Over the past several years, through the intensive outreach efforts of the Trustees’ Highlands Communities Initiative, we have helped thirty-three towns in eastern Berkshire County and western Pioneer Valley chart their future through planning grants, protect their open spaces and historical resources through the adoption of the Community Preservation Act, and sponsor community building with meetings, seminars, and workshops. Our urban initiatives in Boston, Holyoke, and Fall River inspire youth to become the next generation of conservationists, programs soon to come to a city near you.
It’s in the interest of the business community to have a good climate for our workers: clean streets and clean air, good schools and good hospitals, and places to refresh and recreate. Our nonprofits are key to that effort, in the Berkshires as elsewhere.

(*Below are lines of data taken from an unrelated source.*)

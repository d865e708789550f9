//! 심볼 정규화기.
//!
//! 원시 상장 정보를 `SOURCE:BASEQUOTE` 심볼로 변환하거나 거부합니다.
//! 부수 효과가 없는 순수 함수입니다.

use crate::types::{Instrument, InstrumentKind, SourceId, Symbol};

/// 상장 상품 하나를 정규화합니다.
///
/// 다음 조건을 모두 만족할 때만 심볼을 반환합니다:
/// - 현물 상품
/// - 호가 자산이 `quote`와 정확히 일치
/// - 거래 불가로 명시되지 않음 (상태 불명은 허용)
///
/// 거래소별 `active` 플래그는 신뢰도가 낮아 불명 상태를 거부하지 않습니다.
pub fn normalize(instrument: &Instrument, source: &SourceId, quote: &str) -> Option<Symbol> {
    if instrument.kind != InstrumentKind::Spot {
        return None;
    }
    if instrument.quote != quote {
        return None;
    }
    if instrument.active == Some(false) {
        return None;
    }
    Some(Symbol::from_parts(source, &instrument.base, quote))
}

/// 상품 목록 전체를 정규화하고 중복 제거 후 정렬합니다.
///
/// 정렬은 바이트 순서 오름차순이며, 같은 입력에 대해 항상 같은 결과를 냅니다.
pub fn normalize_all<'a, I>(instruments: I, source: &SourceId, quote: &str) -> Vec<Symbol>
where
    I: IntoIterator<Item = &'a Instrument>,
{
    let mut symbols: Vec<Symbol> = instruments
        .into_iter()
        .filter_map(|inst| normalize(inst, source, quote))
        .collect();
    symbols.sort_unstable();
    symbols.dedup();
    symbols
}
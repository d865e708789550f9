//! MEXC Spot V3 `exchangeInfo` 매핑.
//!
//! Binance와 같은 응답 구조지만 `status` 값이 숫자 코드입니다
//! (`"1"` 거래 중, `"2"` 일시 중지, `"3"` 상장 폐지).

use crate::traits::ExchangeResult;
use serde::Deserialize;
use serde_json::Value;
use watchlist_core::{Instrument, InstrumentKind};

pub(crate) const DEFAULT_HOST: &str = "api.mexc.com";
pub(crate) const PATH: &str = "/api/v3/exchangeInfo";

#[derive(Debug, Deserialize)]
struct ExchangeInfo {
    symbols: Vec<MexcSymbol>,
}

#[derive(Debug, Deserialize)]
#[serde(rename_all = "camelCase")]
struct MexcSymbol {
    base_asset: String,
    quote_asset: String,
    #[serde(default)]
    status: Option<Value>,
    #[serde(default)]
    is_spot_trading_allowed: Option<bool>,
}

fn parse_status(status: &Value) -> Option<bool> {
    let code = match status {
        Value::String(s) => s.to_uppercase(),
        Value::Number(n) => n.to_string(),
        _ => return None,
    };
    match code.as_str() {
        "1" | "ENABLED" | "TRADING" => Some(true),
        "2" | "3" | "PAUSE" | "OFFLINE" | "BREAK" => Some(false),
        _ => None,
    }
}

pub(crate) fn parse_instruments(body: &str) -> ExchangeResult<Vec<Instrument>> {
    let info: ExchangeInfo = serde_json::from_str(body)?;

    Ok(info
        .symbols
        .into_iter()
        .map(|s| {
            let kind = if s.is_spot_trading_allowed.unwrap_or(true) {
                InstrumentKind::Spot
            } else {
                InstrumentKind::Other
            };
            let active = s.status.as_ref().and_then(parse_status);
            Instrument::new(s.base_asset, s.quote_asset, kind, active)
        })
        .collect())
}

#[cfg(test)]
mod tests {
    use super::*;

    #[test]
    fn test_parse_status_codes() {
        let body = r#"{
            "symbols": [
                {"symbol": "ETHBTC", "status": "1", "baseAsset": "ETH", "quoteAsset": "BTC", "isSpotTradingAllowed": true},
                {"symbol": "OLDBTC", "status": "3", "baseAsset": "OLD", "quoteAsset": "BTC", "isSpotTradingAllowed": true},
                {"symbol": "NUMBTC", "status": 1, "baseAsset": "NUM", "quoteAsset": "BTC"},
                {"symbol": "ODDBTC", "status": "NEW_LISTING", "baseAsset": "ODD", "quoteAsset": "BTC"}
            ]
        }"#;

        let instruments = parse_instruments(body).unwrap();
        assert_eq!(instruments[0].active, Some(true));
        assert_eq!(instruments[1].active, Some(false));
        assert_eq!(instruments[2].active, Some(true));
        assert_eq!(instruments[3].active, None);
    }
}
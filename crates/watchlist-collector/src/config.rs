//! 환경변수 기반 설정 모듈.

use crate::error::CollectorError;
use crate::Result;
use std::path::PathBuf;
use std::time::Duration;
use watchlist_core::SourceId;

/// 기본 소스 목록 (통합 목록의 순서이기도 함)
pub const DEFAULT_SOURCES: &[&str] = &["binance", "okx", "mexc", "coinbase", "kucoin"];

/// 기본 정산 자산
pub const DEFAULT_QUOTE: &str = "BTC";

/// 기본 failover 소스
pub const DEFAULT_FAILOVER_SOURCE: &str = "binance";

/// failover 소스의 기본 엔드포인트 (시도 순서)
pub const DEFAULT_FAILOVER_ENDPOINTS: &[&str] = &[
    "api1.binance.com",
    "api-gcp.binance.com",
    "api4.binance.com",
    "api.binance.com",
];

/// Collector 전체 설정
#[derive(Debug, Clone)]
pub struct CollectorConfig {
    /// 수집 대상 소스 (설정 순서 유지)
    pub sources: Vec<String>,
    /// 정산 자산 (대문자)
    pub quote: String,
    /// 산출물 설정
    pub output: OutputConfig,
    /// failover 설정
    pub failover: FailoverConfig,
    /// 수집 동작 설정
    pub fetch: FetchConfig,
    /// 데몬 모드 설정
    pub daemon: DaemonConfig,
}

/// 산출물 경로 설정
#[derive(Debug, Clone)]
pub struct OutputConfig {
    /// 텍스트 목록 디렉토리
    pub out_dir: PathBuf,
    /// 메타데이터 파일 경로
    pub meta_path: PathBuf,
}

/// failover 설정
#[derive(Debug, Clone)]
pub struct FailoverConfig {
    /// failover 대상 소스 (`None`이면 비활성)
    pub source: Option<String>,
    /// 후보 엔드포인트 (시도 순서)
    pub endpoints: Vec<String>,
    /// 외부에서 지정한 우선 엔드포인트 (맨 앞에 추가)
    pub preferred: Option<String>,
}

/// 수집 동작 설정
#[derive(Debug, Clone)]
pub struct FetchConfig {
    /// 백엔드 호출당 타임아웃 (초)
    pub call_timeout_secs: u64,
    /// 동시에 수집할 소스 수 (1이면 순차)
    pub max_concurrency: usize,
}

/// 데몬 모드 설정
#[derive(Debug, Clone)]
pub struct DaemonConfig {
    /// 실행 주기 (분 단위)
    pub interval_minutes: u64,
}

/// 소스 수집 방식.
#[derive(Debug, Clone, PartialEq, Eq)]
pub enum SourceKind {
    /// 기본 엔드포인트로 한 번 조회
    Ordinary,
    /// 엔드포인트를 순서대로 시도
    Failover { endpoints: Vec<String> },
}

/// 소스 하나의 수집 설정.
#[derive(Debug, Clone, PartialEq, Eq)]
pub struct SourceConfig {
    pub id: SourceId,
    pub kind: SourceKind,
}

impl SourceConfig {
    pub fn ordinary(id: SourceId) -> Self {
        Self {
            id,
            kind: SourceKind::Ordinary,
        }
    }

    pub fn failover(id: SourceId, endpoints: Vec<String>) -> Self {
        Self {
            id,
            kind: SourceKind::Failover { endpoints },
        }
    }

    pub fn is_failover(&self) -> bool {
        matches!(self.kind, SourceKind::Failover { .. })
    }
}

impl Default for CollectorConfig {
    fn default() -> Self {
        Self {
            sources: DEFAULT_SOURCES.iter().map(|s| s.to_string()).collect(),
            quote: DEFAULT_QUOTE.to_string(),
            output: OutputConfig {
                out_dir: PathBuf::from("lists"),
                meta_path: PathBuf::from("META.json"),
            },
            failover: FailoverConfig {
                source: Some(DEFAULT_FAILOVER_SOURCE.to_string()),
                endpoints: DEFAULT_FAILOVER_ENDPOINTS
                    .iter()
                    .map(|s| s.to_string())
                    .collect(),
                preferred: None,
            },
            fetch: FetchConfig {
                call_timeout_secs: 30,
                max_concurrency: 1,
            },
            daemon: DaemonConfig {
                interval_minutes: 60,
            },
        }
    }
}

impl CollectorConfig {
    /// 환경변수에서 설정 로드 (`.env` 파일이 있으면 먼저 읽음)
    pub fn from_env() -> Result<Self> {
        dotenvy::dotenv().ok();
        Self::from_lookup(|key| std::env::var(key).ok())
    }

    /// 키 조회 함수로 설정 로드.
    pub fn from_lookup<F>(lookup: F) -> Result<Self>
    where
        F: Fn(&str) -> Option<String>,
    {
        let defaults = Self::default();

        let sources = lookup("WATCHLIST_SOURCES")
            .map(|v| split_list(&v))
            .unwrap_or(defaults.sources);

        let quote = lookup("WATCHLIST_QUOTE")
            .map(|v| v.trim().to_uppercase())
            .unwrap_or(defaults.quote);

        let failover_source = match lookup("FAILOVER_SOURCE") {
            Some(v) if v.trim().is_empty() => None,
            Some(v) => Some(v.trim().to_string()),
            None => defaults.failover.source,
        };

        let preferred = lookup("FAILOVER_PREFERRED_ENDPOINT")
            .or_else(|| lookup("BINANCE_HOST"))
            .map(|v| v.trim().to_string())
            .filter(|v| !v.is_empty());

        let config = Self {
            sources,
            quote,
            output: OutputConfig {
                out_dir: lookup("WATCHLIST_OUT_DIR")
                    .map(PathBuf::from)
                    .unwrap_or(defaults.output.out_dir),
                meta_path: lookup("WATCHLIST_META_PATH")
                    .map(PathBuf::from)
                    .unwrap_or(defaults.output.meta_path),
            },
            failover: FailoverConfig {
                source: failover_source,
                endpoints: lookup("FAILOVER_ENDPOINTS")
                    .map(|v| split_list(&v))
                    .unwrap_or(defaults.failover.endpoints),
                preferred,
            },
            fetch: FetchConfig {
                call_timeout_secs: parse_or(&lookup, "COLLECTOR_CALL_TIMEOUT_SECS", 30),
                max_concurrency: parse_or(&lookup, "COLLECTOR_MAX_CONCURRENCY", 1usize).max(1),
            },
            daemon: DaemonConfig {
                interval_minutes: parse_or(&lookup, "DAEMON_INTERVAL_MINUTES", 60),
            },
        };

        config.validate()?;
        Ok(config)
    }

    /// 실행 전 설정 검증.
    pub fn validate(&self) -> Result<()> {
        if self.sources.is_empty() {
            return Err(CollectorError::Config(
                "수집 대상 소스가 없습니다 (WATCHLIST_SOURCES)".to_string(),
            ));
        }
        if self.quote.is_empty() {
            return Err(CollectorError::Config(
                "정산 자산이 비어 있습니다 (WATCHLIST_QUOTE)".to_string(),
            ));
        }
        if !self.quote.chars().all(|c| c.is_ascii_uppercase() || c.is_ascii_digit()) {
            return Err(CollectorError::Config(format!(
                "정산 자산은 영문 대문자와 숫자만 허용됩니다: {} (WATCHLIST_QUOTE)",
                self.quote
            )));
        }
        for id in &self.sources {
            SourceId::new(id)?;
        }
        if let Some(failover) = &self.failover.source {
            SourceId::new(failover)?;
        }
        if self.fetch.call_timeout_secs == 0 {
            return Err(CollectorError::Config(
                "호출 타임아웃은 0보다 커야 합니다 (COLLECTOR_CALL_TIMEOUT_SECS)".to_string(),
            ));
        }
        if self.daemon.interval_minutes == 0 {
            return Err(CollectorError::Config(
                "데몬 실행 주기는 0보다 커야 합니다 (DAEMON_INTERVAL_MINUTES)".to_string(),
            ));
        }
        Ok(())
    }

    /// 우선 엔드포인트를 앞에 붙인 failover 엔드포인트 목록.
    ///
    /// 중복은 처음 나온 것만 남깁니다.
    pub fn failover_endpoints(&self) -> Vec<String> {
        let mut endpoints: Vec<String> = Vec::new();
        let candidates = self
            .failover
            .preferred
            .iter()
            .chain(self.failover.endpoints.iter());

        for endpoint in candidates {
            let endpoint = endpoint.trim();
            if !endpoint.is_empty() && !endpoints.iter().any(|e| e == endpoint) {
                endpoints.push(endpoint.to_string());
            }
        }
        endpoints
    }

    /// 설정 순서대로 소스별 수집 설정 생성.
    pub fn source_configs(&self) -> Result<Vec<SourceConfig>> {
        let failover_id = self
            .failover
            .source
            .as_deref()
            .map(SourceId::new)
            .transpose()?;

        if let Some(id) = &failover_id {
            let listed = self
                .sources
                .iter()
                .any(|s| SourceId::new(s).map(|s| &s == id).unwrap_or(false));
            if !listed {
                tracing::warn!(source = %id, "failover 소스가 수집 대상에 없어 무시합니다");
            }
        }

        self.sources
            .iter()
            .map(|raw| -> Result<SourceConfig> {
                let id = SourceId::new(raw)?;
                if failover_id.as_ref() == Some(&id) {
                    Ok(SourceConfig::failover(id, self.failover_endpoints()))
                } else {
                    Ok(SourceConfig::ordinary(id))
                }
            })
            .collect()
    }
}

impl FetchConfig {
    /// 호출당 타임아웃을 Duration으로 반환
    pub fn call_timeout(&self) -> Duration {
        Duration::from_secs(self.call_timeout_secs)
    }
}

impl DaemonConfig {
    /// 실행 주기를 Duration으로 반환
    pub fn interval(&self) -> Duration {
        Duration::from_secs(self.interval_minutes.saturating_mul(60))
    }
}

/// 쉼표로 구분된 목록 파싱 (빈 항목 제거)
fn split_list(value: &str) -> Vec<String> {
    value
        .split(',')
        .map(|s| s.trim())
        .filter(|s| !s.is_empty())
        .map(|s| s.to_string())
        .collect()
}

/// 값을 파싱 (실패 시 기본값 사용)
fn parse_or<F, T>(lookup: &F, key: &str, default: T) -> T
where
    F: Fn(&str) -> Option<String>,
    T: std::str::FromStr,
{
    lookup(key)
        .and_then(|v| v.trim().parse().ok())
        .unwrap_or(default)
}
//! 기본 타입 정의.

pub mod instrument;
pub mod symbol;

pub use instrument::*;
pub use symbol::*;
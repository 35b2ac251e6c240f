use rseme::playready::parse_key_message;

fn main() -> anyhow::Result<()> {
    let path = std::env::args()
        .nth(1)
        .expect("Usage: playready_inspect <key_message.bin>");

    let message = std::fs::read(path)?;
    let parsed = parse_key_message(&message);
    if parsed.headers.is_empty() {
        println!("headers: <none>");
    } else {
        for (name, value) in parsed.headers.iter() {
            println!("header: {}: {}", name, value);
        }
    }
    println!("challenge_len: {}", parsed.challenge.len());

    Ok(())
}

The work of a nonprofit is both like and unlike the work of business. In either case, committees aren’t known for engaging the imagination, or offering significant rewards. The Trustees’ Strategic Planning Task Force, on which I served in 2007, looked like any other – but we were inspired by a shared purpose that mattered intensely to us all. In charting the Trustees’ next ten years, we knew we were not only shaping the future of an organization we love and admire; we were, in a very real sense, helping to define the quality of life in the Berkshires, and Massachusetts, for a long time to come.
Out of that work came a ten-year strategic plan to mobilize and inspire a critical mass of people and partners who care about their communities and will work to protect their quality of life in hill towns, cities, and suburbs. In the next decade, the work we do the work we must do – will matter even more. That’s why I give my time.
As a state, we are devouring open land out of all proportion to the growth in our population. And as the climate continues its painful shifts, we face a future as unpredictable as the weather on an October afternoon. Within the business environment, good citizenship requires being part of the community and a supporter of all the things that make it worth living here. I’m convinced that the Trustees – and all our nonprofit organizations – can make a vital difference in all these areas, if we stand up to help.
Attorney F. Sydney Smithers IV, a partner at Cain Hibbard & Myers, has more than thirty five years of experience in real estate law, both residential and commercial. He is a member of the prestigious American College of Real Estate Lawyers. He is the chairman of the board of directors of the Trustees of Reservations, the largest and oldest land trust in Massachusetts.